モグモグ族とフェニキアス
寒く、凍てついた雪が優斗の頬や手を殴る。ただ意識ははっきりとしていた。炎の鳥の火が暖となり、彼は心の底から“あたたかい”と想った。
その時、遠くからなにやらピュルーというキラキラした音が聴こえてきた。
「わぁ、火だモグー!」
厚い雪をかぶった、鈴カステラに大きなリスの目をくっつけたような、ちんちくりんの小動物らしきものが浮遊して炎の鳥のもとへとやってきた。その数は九つ。豚のようにくるんとしたハート型の尻尾をぐるんぐるん回転させて、喜びを表しているようにも見える。
「お前たちは……オレが怖くないのか」
炎の鳥が、辺りを飛び回る小動物たちに言った。そのうちの一匹が答える。「あったかいから好きモグー♪」と。好きと言われてしばらくすると、宝石化していたはずの炎の鳥の頭が再び炎となってよみがえった。
「オレはフェニキアス。お前たちの真の名は何だ」
「真の名?」
優斗が不思議そうに頭をひねると、ポケットの中でふるふる震えているエルフィンがそのまま解説してくれた。
真の名。
それは、女神フォルトゥナからもらった名前のことである。あっちの世界で言う、姓名のことだ。それはとても大切で、心のフォルスを貯める器でもある。言ってしまえば生命そのものだ。

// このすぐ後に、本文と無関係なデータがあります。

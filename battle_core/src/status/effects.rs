//! Status effect instances and the type-keyed table holding them

use crate::character::CharacterId;
use crate::types::StatusEffectType;
use serde::{Deserialize, Serialize};
use std::collections::BTreeMap;

/// How long an effect lives
#[derive(Debug, Clone, Copy, PartialEq, Eq, Serialize, Deserialize)]
#[serde(rename_all = "snake_case")]
pub enum EffectDuration {
    /// Counted down at each of the owner's turn ends
    Turns(u32),
    /// Only removed by an explicit rule
    UntilCleared,
}

/// One active effect on a character
#[derive(Debug, Clone, Copy, PartialEq, Eq, Serialize, Deserialize)]
pub struct StatusEffectInstance {
    pub effect_type: StatusEffectType,
    pub duration: EffectDuration,
    /// Effect payload, e.g. the remaining shield pool
    pub value: u32,
    /// Who applied it. Attribution only.
    pub source: Option<CharacterId>,
}

impl StatusEffectInstance {
    pub fn new(
        effect_type: StatusEffectType,
        duration: EffectDuration,
        value: u32,
        source: Option<CharacterId>,
    ) -> Self {
        StatusEffectInstance {
            effect_type,
            duration,
            value,
            source,
        }
    }

    /// An effect with no countdown
    pub fn indefinite(effect_type: StatusEffectType, value: u32, source: Option<CharacterId>) -> Self {
        Self::new(effect_type, EffectDuration::UntilCleared, value, source)
    }

    pub fn is_expired(&self) -> bool {
        self.duration == EffectDuration::Turns(0)
    }
}

/// Active effects keyed by type. Adding a type that is already present
/// replaces the old instance.
#[derive(Debug, Clone, Default, PartialEq, Serialize, Deserialize)]
pub struct StatusEffects {
    effects: BTreeMap<StatusEffectType, StatusEffectInstance>,
}

impl StatusEffects {
    pub fn new() -> Self {
        Self::default()
    }

    /// Insert an effect, returning the instance it replaced
    pub fn add(&mut self, effect: StatusEffectInstance) -> Option<StatusEffectInstance> {
        self.effects.insert(effect.effect_type, effect)
    }

    pub fn remove(&mut self, effect_type: StatusEffectType) -> Option<StatusEffectInstance> {
        self.effects.remove(&effect_type)
    }

    pub fn get(&self, effect_type: StatusEffectType) -> Option<&StatusEffectInstance> {
        self.effects.get(&effect_type)
    }

    pub fn get_mut(&mut self, effect_type: StatusEffectType) -> Option<&mut StatusEffectInstance> {
        self.effects.get_mut(&effect_type)
    }

    pub fn has(&self, effect_type: StatusEffectType) -> bool {
        self.effects.contains_key(&effect_type)
    }

    pub fn iter(&self) -> impl Iterator<Item = &StatusEffectInstance> {
        self.effects.values()
    }

    pub fn len(&self) -> usize {
        self.effects.len()
    }

    pub fn is_empty(&self) -> bool {
        self.effects.is_empty()
    }

    /// Count down every timed effect and drop the ones reaching zero.
    /// Returns the expired types.
    pub fn tick(&mut self) -> Vec<StatusEffectType> {
        for effect in self.effects.values_mut() {
            if let EffectDuration::Turns(turns) = &mut effect.duration {
                *turns = turns.saturating_sub(1);
            }
        }

        let expired: Vec<StatusEffectType> = self
            .effects
            .values()
            .filter(|e| e.is_expired())
            .map(|e| e.effect_type)
            .collect();
        for effect_type in &expired {
            self.effects.remove(effect_type);
        }
        expired
    }
}
//! AbilityData - Static definition of something a character can do

use crate::types::{AbilityTab, AbilityTag, ActionPointType, DamageType, Element, TargetType};
use serde::{Deserialize, Serialize};

/// Static ability definition: costs, damage profile, targeting and handler tag
#[derive(Debug, Clone, PartialEq, Serialize, Deserialize)]
pub struct AbilityData {
    pub name: String,
    #[serde(default)]
    pub description: String,
    #[serde(default)]
    pub tab: AbilityTab,

    // === Costs ===
    #[serde(default)]
    pub action_cost: ActionPointType,
    #[serde(default = "default_one")]
    pub long_point_cost: u32,
    #[serde(default)]
    pub short_point_cost: u32,
    #[serde(default)]
    pub energy_cost: u32,
    #[serde(default)]
    pub mana_cost: u32,
    #[serde(default)]
    pub hp_cost: u32,

    // === Effect ===
    #[serde(default)]
    pub damage_type: DamageType,
    #[serde(default)]
    pub element: Element,
    /// Damage, healing or shield value depending on the handler
    #[serde(default)]
    pub base_power: u32,
    #[serde(default = "default_one")]
    pub hit_count: u32,

    // === Targeting ===
    #[serde(default)]
    pub target_type: TargetType,
    /// Remove the user from the resolved target set
    #[serde(default)]
    pub exclude_self: bool,

    #[serde(default)]
    pub tag: AbilityTag,
    /// Passives never show up in the action menu
    #[serde(default)]
    pub is_passive: bool,
}

fn default_one() -> u32 {
    1
}

impl Default for AbilityData {
    fn default() -> Self {
        AbilityData {
            name: String::new(),
            description: String::new(),
            tab: AbilityTab::Attacks,
            action_cost: ActionPointType::Long,
            long_point_cost: 1,
            short_point_cost: 0,
            energy_cost: 0,
            mana_cost: 0,
            hp_cost: 0,
            damage_type: DamageType::Physical,
            element: Element::None,
            base_power: 0,
            hit_count: 1,
            target_type: TargetType::SingleEnemy,
            exclude_self: false,
            tag: AbilityTag::Standard,
            is_passive: false,
        }
    }
}

impl AbilityData {
    /// Physical long-action attack paid with energy
    pub fn attack(name: &str, description: &str, base_power: u32, energy_cost: u32) -> Self {
        AbilityData {
            name: name.to_string(),
            description: description.to_string(),
            tab: AbilityTab::Attacks,
            energy_cost,
            base_power,
            ..Default::default()
        }
    }

    /// Physical long-action skill paid with energy
    pub fn skill(name: &str, description: &str, base_power: u32, energy_cost: u32) -> Self {
        AbilityData {
            tab: AbilityTab::Skills,
            ..Self::attack(name, description, base_power, energy_cost)
        }
    }

    /// Magical long-action spell paid with mana
    pub fn spell(name: &str, description: &str, base_power: u32, mana_cost: u32, element: Element) -> Self {
        AbilityData {
            name: name.to_string(),
            description: description.to_string(),
            tab: AbilityTab::Spells,
            mana_cost,
            damage_type: DamageType::Magical,
            element,
            base_power,
            ..Default::default()
        }
    }

    /// Self-targeted generic action costing one short point
    pub fn quick_action(name: &str, description: &str) -> Self {
        AbilityData {
            name: name.to_string(),
            description: description.to_string(),
            tab: AbilityTab::Generic,
            action_cost: ActionPointType::Short,
            long_point_cost: 0,
            short_point_cost: 1,
            target_type: TargetType::OnSelf,
            ..Default::default()
        }
    }

    /// Self-targeted generic action costing one long point
    pub fn stance(name: &str, description: &str, tag: AbilityTag) -> Self {
        AbilityData {
            name: name.to_string(),
            description: description.to_string(),
            tab: AbilityTab::Generic,
            target_type: TargetType::OnSelf,
            tag,
            ..Default::default()
        }
    }

    /// Passive trait shown on the character sheet only
    pub fn passive(name: &str, description: &str) -> Self {
        AbilityData {
            name: name.to_string(),
            description: description.to_string(),
            is_passive: true,
            ..Default::default()
        }
    }

    pub fn with_tag(mut self, tag: AbilityTag) -> Self {
        self.tag = tag;
        self
    }

    pub fn with_target(mut self, target_type: TargetType) -> Self {
        self.target_type = target_type;
        self
    }

    pub fn with_hits(mut self, hit_count: u32) -> Self {
        self.hit_count = hit_count;
        self
    }

    pub fn with_hp_cost(mut self, hp_cost: u32) -> Self {
        self.hp_cost = hp_cost;
        self
    }

    /// Spend short points instead of long points
    pub fn short_action(mut self, cost: u32) -> Self {
        self.action_cost = ActionPointType::Short;
        self.long_point_cost = 0;
        self.short_point_cost = cost;
        self
    }

    pub fn excluding_self(mut self) -> Self {
        self.exclude_self = true;
        self
    }

    /// Positive power aimed at allies heals rather than hurts
    pub fn is_healing(&self) -> bool {
        self.base_power > 0 && self.target_type.is_allied()
    }

    /// Human-readable cost summary, e.g. "Long, 3 EN"
    pub fn cost_summary(&self) -> String {
        let mut parts = vec![match self.action_cost {
            ActionPointType::Long if self.long_point_cost > 1 => format!("{} Long", self.long_point_cost),
            ActionPointType::Long => "Long".to_string(),
            ActionPointType::Short if self.short_point_cost > 1 => {
                format!("{} Short", self.short_point_cost)
            }
            ActionPointType::Short => "Short".to_string(),
        }];

        if self.energy_cost > 0 {
            parts.push(format!("{} EN", self.energy_cost));
        }
        if self.mana_cost > 0 {
            parts.push(format!("{} MP", self.mana_cost));
        }
        if self.hp_cost > 0 {
            parts.push(format!("{} HP", self.hp_cost));
        }

        parts.join(", ")
    }
}

#[cfg(test)]
mod tests {
    use super::*;

    #[test]
    fn test_constructors() {
        let crush = AbilityData::skill("Crushing Blow", "", 12, 3);
        assert_eq!(crush.tab, AbilityTab::Skills);
        assert_eq!(crush.action_cost, ActionPointType::Long);
        assert_eq!(crush.long_point_cost, 1);
        assert_eq!(crush.energy_cost, 3);
        assert_eq!(crush.damage_type, DamageType::Physical);

        let bolt = AbilityData::spell("Bolt", "", 10, 4, Element::Arcane);
        assert_eq!(bolt.damage_type, DamageType::Magical);
        assert_eq!(bolt.mana_cost, 4);

        let quick = AbilityData::quick_action("Swap", "");
        assert_eq!(quick.action_cost, ActionPointType::Short);
        assert_eq!(quick.short_point_cost, 1);
        assert_eq!(quick.long_point_cost, 0);
    }

    #[test]
    fn test_healing_shape() {
        let heal = AbilityData::spell("Mend", "", 10, 3, Element::Holy).with_target(TargetType::SingleAlly);
        assert!(heal.is_healing());

        let party_heal = heal.clone().with_target(TargetType::AllAllies);
        assert!(party_heal.is_healing());

        let zero = AbilityData::spell("Bless", "", 0, 3, Element::Holy).with_target(TargetType::SingleAlly);
        assert!(!zero.is_healing());

        let nuke = AbilityData::spell("Nuke", "", 10, 3, Element::Fire);
        assert!(!nuke.is_healing());
    }

    #[test]
    fn test_cost_summary() {
        let crush = AbilityData::skill("Crushing Blow", "", 12, 3);
        assert_eq!(crush.cost_summary(), "Long, 3 EN");

        let ritual = AbilityData::stance("Ritual", "", AbilityTag::Ritual).with_hp_cost(5);
        assert_eq!(ritual.cost_summary(), "Long, 5 HP");

        let stab = AbilityData::attack("Stab", "", 6, 0).short_action(1);
        assert_eq!(stab.cost_summary(), "Short");
    }
}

フェニキアスが小動物たちと話をしている。幾分か自信がついたようだった。
「ねぇ、フェニキアス。君はどうして行く宛もない空を飛び続けていたんだい」
しばらく俯いてから炎の鳥は、暗雲が立ち込めるような空を見上げてこう言った。
「オレの誇りは、誰をも照らす炎……だった。だが、灰色の空が現れて以降、初めて地上を想い、降りてみた。そこの住民に言われた。怖いと。その時、俺の居場所は空にも大地にもないと思った。とても悲しかった」
「そうか。君は天を照らす、アマテラスみたいな存在なんだね」
「そう……だといいのだが」
話の途中で、フェニキアスの周りをふよふよ浮いている小動物たちが、「聞いてモグー!」と、優斗の上着の裾を引っ張ってくる。その姿の愛らしいこと。まるで鈴カステラのように色分けされた腹のような部分を撫でようとした時、そこがぱっくり大きく開いて、彼の利き手は丸々甘噛みされた。
痛くはないが、驚いた。
「猫の口みたいなのは模様なんだね。てっきり口はもっと上かと思ったよ……」
「そんなことより大変なんだモグー!」
もう一匹の小動物が優斗の体に体当たりして、涙をぽろぽろと流している。これはただ事ではないと感じた彼は、彼らの事情を聴くことにした。
「我たちは全部で十匹で生活しているモグモグ族だモグー。それがある日を境に一匹消えちゃったモグー!」
「その子の名前は?」
その間もフェニキアスの炎はメラメラと燃えている。群がるモグモグ族たち。あたりにはひゅるるると、星の流れるような音がしている。
「オルターナモグ―」
この種族には少々不釣り合いではないかと思った優斗だったが、聞いてしまったからには仕方がない。彼はオルターナを探すことを決めた。
同時に、ポケットの中からわざとらしいため息が聴こえる。
「……お節介な救世主様だこと」
「僕想うんだ。きっとこの世界の住民の傷をいやしてあげることが、聖なる泉への近道になるって。何となくだけど、そう想うんだ」
「お好きにどーぞー」
エルフィンの拗ねた声。
「ははは。じゃあ、好きにするよ」
フェニキアスはこの極寒の地に残ると言った。モグモグ族に必要とされている自分が好きになれたという。どういうわけか宝石化も止まった。優斗は少しずつこの世界に慣れ始めていた。そして、本当にこの世界を救えるのではないかという希望も抱いた。
想い、念じる。
(僕の声に応えて、迷子のオルターナ)
目を開く。
そこには、宝石化したモグモグ族を今にも食いかかりそうな、口だけの醜い姿の魔物がいた。